Ambassador of Chile in Australia
- In office 1994–2000

Ambassador of Chile in Saudi Arabia
- In office 1990–1994

Personal details
- Born: 19 July 1953 (age 73) Santiago, Chile
- Party: Democrats (2022–); Party for Democracy (1987–2022);
- Spouse: Dominique Kuborn Viselé
- Children: Jean-Paul Tarud Kuborn Jean Christophe Tarud Kuborn
- Parent(s): Rafael Tarud Hélène Daccaret
- Alma mater: University of Chile (LL.B)
- Occupation: Politician
- Profession: Lawyer

= Jorge Tarud =

Chilean politician

Jorge Carlos Tarud Daccarett (born 19 July 1953) is a Chilean politician, militant from Party for Democracy (PPD). Since May 2026 he serves as Ambassador of Chile to Belgium.

On 28 October 2020, he run into the primaries of his party for being presidential pre-candidate.

== Biography ==
Tarud was born on 19 July 1953 in Santiago, Chile. He is the son of Helene Daccarett Mobarec and Rafael Tarud, former senator for the Sixth Provincial Grouping, former Minister of State and presidential pre-candidate in the 1970 election.

On 17 March 1976, he married Dominique Kuborn Visele. He is the father of two children, Jean Paul and Christopher.

He completed his secondary education at the Liceo José Victorino Lastarria in Santiago, where he participated in the student center. After finishing school, he enrolled in law studies, from which he graduated.

== Political career ==
He is a founding member of the Party for Democracy (PPD), in which he has held leadership roles, particularly in the area of international affairs.

During the 1990s, he served as Ambassador of Chile to Saudi Arabia (1991), Australia and the People’s Republic of China, during the administrations of Presidents Patricio Aylwin, Eduardo Frei Ruiz-Tagle and Ricardo Lagos, respectively.

In the 1993 parliamentary elections, he ran for the Senate representing the PPD in the 11th Circumscription (Maule Region), but was not elected. In 2001, he was elected Deputy for District No. 39 with the highest vote share in the district, and was re-elected in 2005, 2009 and 2013.

In November 2017, he ran for the Senate representing the PPD in the new 9th Circumscription (Maule Region), but was not elected.
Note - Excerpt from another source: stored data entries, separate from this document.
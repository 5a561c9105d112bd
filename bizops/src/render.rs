//! Terminal rendering for plans, analyses, turns, and the dashboard
//!
//! Every renderer returns a `String` so output can be checked in tests and
//! printed by the caller.

use std::fmt::Write;

use colored::Colorize;

use crate::copilot::{StrategyPlan, Turn, TurnRole};
use crate::dashboard::Dashboard;

const BULLET: &str = "•";

/// Render model text line by line
///
/// `**` lines become bold headings, `-`/`*` lines become bullets, and
/// everything else passes through. Bold markers are dropped everywhere; the
/// line kind comes from the prefix before they are removed.
pub fn render_markdown(text: &str) -> String {
    let mut out = String::new();
    for line in text.lines() {
        let trimmed = line.trim_start();
        if trimmed.starts_with("**") {
            let heading = trimmed.replace("**", "");
            let _ = writeln!(out, "{}", heading.trim().trim_end_matches(':').trim_end().bold());
        } else if let Some(rest) = trimmed.strip_prefix('-').or_else(|| trimmed.strip_prefix('*')) {
            let _ = writeln!(out, "  {} {}", BULLET.cyan(), rest.replace("**", "").trim());
        } else {
            let _ = writeln!(out, "{}", line.replace("**", ""));
        }
    }
    out
}

pub fn render_plan(plan: &StrategyPlan) -> String {
    let mut out = String::new();
    let _ = writeln!(out, "{}", plan.title.bright_cyan().bold());
    let _ = writeln!(out);
    let _ = writeln!(out, "{}", "Executive Summary".bold());
    let _ = writeln!(out, "{}", plan.executive_summary);
    let _ = writeln!(out);
    let _ = writeln!(out, "{} {}", "Projected ROI:".bold(), plan.roi_estimate.green());
    let _ = writeln!(out);
    let _ = writeln!(out, "{}", "Execution Roadmap".bold());
    for (i, step) in plan.steps.iter().enumerate() {
        let _ = writeln!(out, "  {}. {}", i + 1, step.phase.yellow());
        let _ = writeln!(out, "     {}", step.action);
        let _ = writeln!(out, "     {} {}", "Owner:".dimmed(), step.owner);
        let _ = writeln!(out, "     {} {}", "Impact:".dimmed(), step.estimated_impact);
    }
    out
}

/// Render a turn with its role label; error turns are red
pub fn render_turn(turn: &Turn) -> String {
    let label = match turn.role() {
        TurnRole::User => "You".bright_green(),
        TurnRole::Assistant => "BizOps".bright_blue(),
    };
    let body = if turn.is_error() {
        turn.text().red().to_string()
    } else {
        render_markdown(turn.text()).trim_end().to_string()
    };
    format!("{} {}\n", format!("{}:", label).bold(), body)
}

pub fn render_dashboard(dashboard: &Dashboard) -> String {
    let mut out = String::new();
    let _ = writeln!(out, "{}", "Executive Overview".bright_cyan().bold());
    let _ = writeln!(out);
    for kpi in &dashboard.kpis {
        let trend = kpi.trend_label();
        let trend = if kpi.trend >= 0.0 { trend.green() } else { trend.red() };
        let _ = writeln!(out, "  {:<22} {:>10}  {}", kpi.name, kpi.value_label(), trend);
    }
    let _ = writeln!(out);
    let _ = writeln!(out, "{}", "Revenue vs Operational Expenses".bold());
    let _ = writeln!(
        out,
        "  {:<5} {:>9} {:>9} {:>9} {:>11}",
        "Month", "Revenue", "Expenses", "Net", "Efficiency"
    );
    for point in &dashboard.series {
        let _ = writeln!(
            out,
            "  {:<5} {:>9} {:>9} {:>9} {:>10}%",
            point.name,
            point.revenue,
            point.expenses,
            point.net(),
            point.efficiency
        );
    }
    if let Some(peak) = dashboard.peak_efficiency() {
        let _ = writeln!(out, "  {} {} ({}%)", "Peak efficiency:".dimmed(), peak.name, peak.efficiency);
    }
    let _ = writeln!(out);
    let _ = writeln!(out, "{}", dashboard.status.yellow());
    out
}
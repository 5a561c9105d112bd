//! CLI command definitions and subcommands

use clap::{Parser, Subcommand};
use std::path::PathBuf;

/// BizOps - Business Operations Copilot
#[derive(Parser)]
#[command(
    name = "bizops",
    about = "Business operations copilot: chat, strategy plans and document analysis",
    version,
    after_help = "Logs are written to: ~/.local/share/bizops/logs/bizops.log"
)]
pub struct Cli {
    /// Path to config file
    #[arg(short, long, global = true, help = "Path to config file")]
    pub config: Option<PathBuf>,

    /// Log level (trace, debug, info, warn, error)
    #[arg(long, global = true, value_name = "LEVEL")]
    pub log_level: Option<String>,

    /// Subcommand to execute
    #[command(subcommand)]
    pub command: Command,
}

/// CLI subcommands
#[derive(Subcommand)]
pub enum Command {
    /// Start an interactive chat with the copilot
    Chat,

    /// Ask a single question without history
    Ask {
        /// Question for the copilot
        message: String,
    },

    /// Generate a strategy plan for a business goal
    Plan {
        /// Business goal, e.g. "Reduce customer churn by 10%"
        goal: String,

        /// Output format
        #[arg(short, long, default_value = "text")]
        format: OutputFormat,
    },

    /// Analyze a business document
    Analyze {
        /// File to analyze; reads stdin when omitted or "-"
        file: Option<PathBuf>,
    },

    /// Show the executive overview
    Dashboard {
        /// Output format
        #[arg(short, long, default_value = "text")]
        format: OutputFormat,
    },
}

/// Output format for plan/dashboard commands
#[derive(Clone, Copy, Debug, Default, PartialEq, Eq)]
pub enum OutputFormat {
    #[default]
    Text,
    Json,
}

impl std::str::FromStr for OutputFormat {
    type Err = String;

    fn from_str(s: &str) -> Result<Self, Self::Err> {
        match s.to_lowercase().as_str() {
            "text" | "plain" => Ok(Self::Text),
            "json" => Ok(Self::Json),
            _ => Err(format!("Unknown format: {}. Use: text or json", s)),
        }
    }
}

impl std::fmt::Display for OutputFormat {
    fn fmt(&self, f: &mut std::fmt::Formatter<'_>) -> std::fmt::Result {
        match self {
            Self::Text => write!(f, "text"),
            Self::Json => write!(f, "json"),
        }
    }
}
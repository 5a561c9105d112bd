//! LlmClient trait definition

use async_trait::async_trait;

use super::{GenerateRequest, GenerateResponse, LlmError};

/// Stateless LLM client - each call is independent
///
/// Conversation history is never held here; callers pass the full context in
/// every request. Implementations must issue at most one network attempt per
/// call.
#[async_trait]
pub trait LlmClient: Send + Sync {
    /// Send a single generation request and wait for the full reply
    async fn generate(&self, request: GenerateRequest) -> Result<GenerateResponse, LlmError>;

    /// Model identifier requests are sent to
    fn model(&self) -> &str;
}
//! Typed response schemas for structured (JSON mode) generation
//!
//! Schemas are declared in code next to the types they describe and serialized
//! in the OpenAPI subset Gemini accepts as `responseSchema`. Property order is
//! preserved on the wire.

use serde::Serialize;
use serde::ser::{SerializeMap, Serializer};

/// Primitive schema types understood by the service
#[derive(Debug, Clone, Copy, PartialEq, Eq, Serialize)]
#[serde(rename_all = "UPPERCASE")]
pub enum SchemaType {
    String,
    Object,
    Array,
}

/// A node in a response schema
#[derive(Debug, Clone, PartialEq)]
pub struct Schema {
    pub kind: SchemaType,
    pub description: Option<&'static str>,
    pub properties: Vec<(&'static str, Schema)>,
    pub items: Option<Box<Schema>>,
    pub required: Vec<&'static str>,
}

impl Schema {
    /// A string field with a description for the model
    pub fn string(description: &'static str) -> Self {
        Self {
            kind: SchemaType::String,
            description: Some(description),
            properties: Vec::new(),
            items: None,
            required: Vec::new(),
        }
    }

    /// An object whose listed properties are all required
    pub fn object(properties: Vec<(&'static str, Schema)>) -> Self {
        let required = properties.iter().map(|(name, _)| *name).collect();
        Self {
            kind: SchemaType::Object,
            description: None,
            properties,
            items: None,
            required,
        }
    }

    /// An array of `items`
    pub fn array(items: Schema) -> Self {
        Self {
            kind: SchemaType::Array,
            description: None,
            properties: Vec::new(),
            items: Some(Box::new(items)),
            required: Vec::new(),
        }
    }

    /// Look up a direct property by name
    pub fn property(&self, name: &str) -> Option<&Schema> {
        self.properties.iter().find(|(n, _)| *n == name).map(|(_, s)| s)
    }
}

impl Serialize for Schema {
    fn serialize<S: Serializer>(&self, serializer: S) -> Result<S::Ok, S::Error> {
        let mut map = serializer.serialize_map(None)?;
        map.serialize_entry("type", &self.kind)?;
        if let Some(description) = self.description {
            map.serialize_entry("description", description)?;
        }
        if self.kind == SchemaType::Object {
            map.serialize_entry("properties", &OrderedProperties(&self.properties))?;
        }
        if let Some(items) = &self.items {
            map.serialize_entry("items", items)?;
        }
        if !self.required.is_empty() {
            map.serialize_entry("required", &self.required)?;
        }
        map.end()
    }
}

struct OrderedProperties<'a>(&'a [(&'static str, Schema)]);

impl Serialize for OrderedProperties<'_> {
    fn serialize<S: Serializer>(&self, serializer: S) -> Result<S::Ok, S::Error> {
        let mut map = serializer.serialize_map(Some(self.0.len()))?;
        for (name, schema) in self.0 {
            map.serialize_entry(name, schema)?;
        }
        map.end()
    }
}

/// Types that can be requested from the service as structured JSON
pub trait ResponseSchema {
    fn response_schema() -> Schema;
}
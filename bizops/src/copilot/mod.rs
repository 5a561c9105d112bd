//! Copilot components
//!
//! Three independent components share one LLM client seam and one failure
//! taxonomy:
//!
//! - [`ConversationManager`]: multi-turn chat over a caller-owned [`Transcript`]
//! - [`PlanRequester`]: schema-constrained [`StrategyPlan`] generation
//! - [`DocumentAnalyzer`]: free-text analysis of pasted documents

mod analyzer;
mod conversation;
mod error;
mod state;
mod strategy;

pub use analyzer::{DocumentAnalyzer, EMPTY_ANALYSIS};
pub use conversation::{ConversationManager, ERROR_TURN_TEXT, GREETING, PLACEHOLDER_REPLY, Transcript, Turn, TurnRole};
pub use error::{AnalysisError, ChatError, FailureCause, FailureKind, PlanError};
pub use state::{RequestState, StateError};
pub use strategy::{PlanRequester, PlanStep, StrategyPlan};
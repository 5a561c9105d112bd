//! LLM error types

use std::time::Duration;
use thiserror::Error;

/// Envelope reasons the service uses for a rejected credential
const AUTH_REASONS: &[&str] = &["API_KEY_INVALID", "API_KEY_EXPIRED"];

/// Errors that can occur during LLM operations
#[derive(Debug, Error)]
pub enum LlmError {
    #[error("Rate limited, retry after {retry_after:?}")]
    RateLimited { retry_after: Option<Duration> },

    /// `reason` is the machine-readable cause from the error envelope, e.g. `API_KEY_INVALID`
    #[error("API error {status}: {message}")]
    ApiError {
        status: u16,
        message: String,
        reason: Option<String>,
    },

    #[error("Network error: {0}")]
    Network(#[from] reqwest::Error),

    #[error("Invalid response: {0}")]
    InvalidResponse(String),

    #[error("JSON serialization error: {0}")]
    Json(#[from] serde_json::Error),

    #[error("Client configuration error: {0}")]
    Config(String),
}

impl LlmError {
    /// Check if this is a rate limit error
    pub fn is_rate_limit(&self) -> bool {
        matches!(self, LlmError::RateLimited { .. })
    }

    /// Check if the service rejected the credential
    ///
    /// Gemini answers a bad key with 400 `API_KEY_INVALID`, so the envelope
    /// reason counts as well as 401/403.
    pub fn is_auth(&self) -> bool {
        match self {
            LlmError::ApiError { status: 401 | 403, .. } => true,
            LlmError::ApiError {
                reason: Some(reason), ..
            } => AUTH_REASONS.contains(&reason.as_str()),
            _ => false,
        }
    }

    /// Check if the failure happened before or while talking to the service,
    /// as opposed to the service answering with something unusable
    pub fn is_transport(&self) -> bool {
        match self {
            LlmError::RateLimited { .. } => true,
            LlmError::ApiError { .. } => true,
            LlmError::Network(_) => true,
            LlmError::Config(_) => true,
            LlmError::InvalidResponse(_) => false,
            LlmError::Json(_) => false,
        }
    }

    /// Get the retry duration if this is a rate limit error that carried one
    pub fn retry_after(&self) -> Option<Duration> {
        match self {
            LlmError::RateLimited { retry_after } => *retry_after,
            _ => None,
        }
    }
}
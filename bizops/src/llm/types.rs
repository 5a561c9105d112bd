//! LLM request/response types for BizOps
//!
//! These types model the Gemini `generateContent` API closely enough to map
//! one-to-one onto its wire format while staying independent of it.

use serde::{Deserialize, Serialize};
use tracing::debug;

use super::schema::Schema;

/// A generation request - everything needed for one LLM call
#[derive(Debug, Clone, Default)]
pub struct GenerateRequest {
    /// System instruction (persona) for this call
    pub system_instruction: Option<String>,

    /// Conversation contents in chronological order; the last entry is the new prompt
    pub contents: Vec<Message>,

    /// Variability coefficient; `None` leaves the service default
    pub temperature: Option<f64>,

    /// Plain text or schema-constrained JSON output
    pub response_format: ResponseFormat,
}

/// Output mode for a request
#[derive(Debug, Clone, Default, PartialEq)]
pub enum ResponseFormat {
    #[default]
    Text,
    Json {
        schema: Schema,
    },
}

/// A message in the conversation
#[derive(Debug, Clone, PartialEq, Eq, Serialize, Deserialize)]
pub struct Message {
    pub role: Role,
    pub text: String,
}

impl Message {
    /// Create a user message
    pub fn user(text: impl Into<String>) -> Self {
        debug!("Message::user: called");
        Self {
            role: Role::User,
            text: text.into(),
        }
    }

    /// Create a model (assistant) message
    pub fn model(text: impl Into<String>) -> Self {
        debug!("Message::model: called");
        Self {
            role: Role::Model,
            text: text.into(),
        }
    }
}

/// Message role as the service names it
#[derive(Debug, Clone, Copy, PartialEq, Eq, Serialize, Deserialize)]
#[serde(rename_all = "lowercase")]
pub enum Role {
    User,
    Model,
}

/// Response from a generation request
#[derive(Debug, Clone, Default)]
pub struct GenerateResponse {
    /// Concatenated text of the first candidate, if any
    pub text: Option<String>,

    /// Why the model stopped
    pub finish_reason: FinishReason,

    /// Token usage for diagnostics
    pub usage: TokenUsage,
}

impl GenerateResponse {
    /// Convenience constructor for a plain text reply
    pub fn text(text: impl Into<String>) -> Self {
        Self {
            text: Some(text.into()),
            ..Default::default()
        }
    }

    /// A reply carrying no text at all
    pub fn empty() -> Self {
        Self::default()
    }

    /// Collapse the optional text into an explicit outcome
    ///
    /// Whitespace-only text counts as empty.
    pub fn into_completion(self) -> Completion {
        debug!(has_text = self.text.is_some(), "GenerateResponse::into_completion: called");
        match self.text {
            Some(text) if !text.trim().is_empty() => Completion::Text(text),
            _ => {
                debug!("GenerateResponse::into_completion: no usable text");
                Completion::Empty
            }
        }
    }
}

/// Outcome of a successful call: either text or nothing
#[derive(Debug, Clone, PartialEq, Eq)]
pub enum Completion {
    Text(String),
    Empty,
}

/// Why the model stopped generating
#[derive(Debug, Clone, Default, PartialEq, Eq)]
pub enum FinishReason {
    #[default]
    Stop,
    MaxTokens,
    Safety,
    Other(String),
}

impl FinishReason {
    /// Parse from Gemini finishReason string
    pub fn from_gemini(s: &str) -> Self {
        debug!(%s, "FinishReason::from_gemini: called");
        match s {
            "STOP" => FinishReason::Stop,
            "MAX_TOKENS" => FinishReason::MaxTokens,
            "SAFETY" | "RECITATION" | "BLOCKLIST" | "PROHIBITED_CONTENT" => FinishReason::Safety,
            other => {
                debug!(%other, "FinishReason::from_gemini: unrecognised reason");
                FinishReason::Other(other.to_string())
            }
        }
    }
}

/// Token usage reported by the service
#[derive(Debug, Clone, Default, PartialEq, Eq)]
pub struct TokenUsage {
    pub prompt_tokens: u64,
    pub output_tokens: u64,
    pub total_tokens: u64,
}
On 28 November 2020, he launched his pre-candidacy for the Presidency of the Republic, seeking to be nominated as the PPD candidate in the Convergencia Progresista primaries, a bloc composed of the PPD, PS and PRSD, but did not obtain the nomination.

In late October 2022, he resigned from the PPD and, on 2 November, together with former members of the Christian Democratic Party and other parties of the former Concertación and the 50+UNE movement, launched the Democrats Party, becoming its interim vice president.

On 26 May 2026, he was appointed by President José Antonio Kast as Ambassador of Chile to Belgium.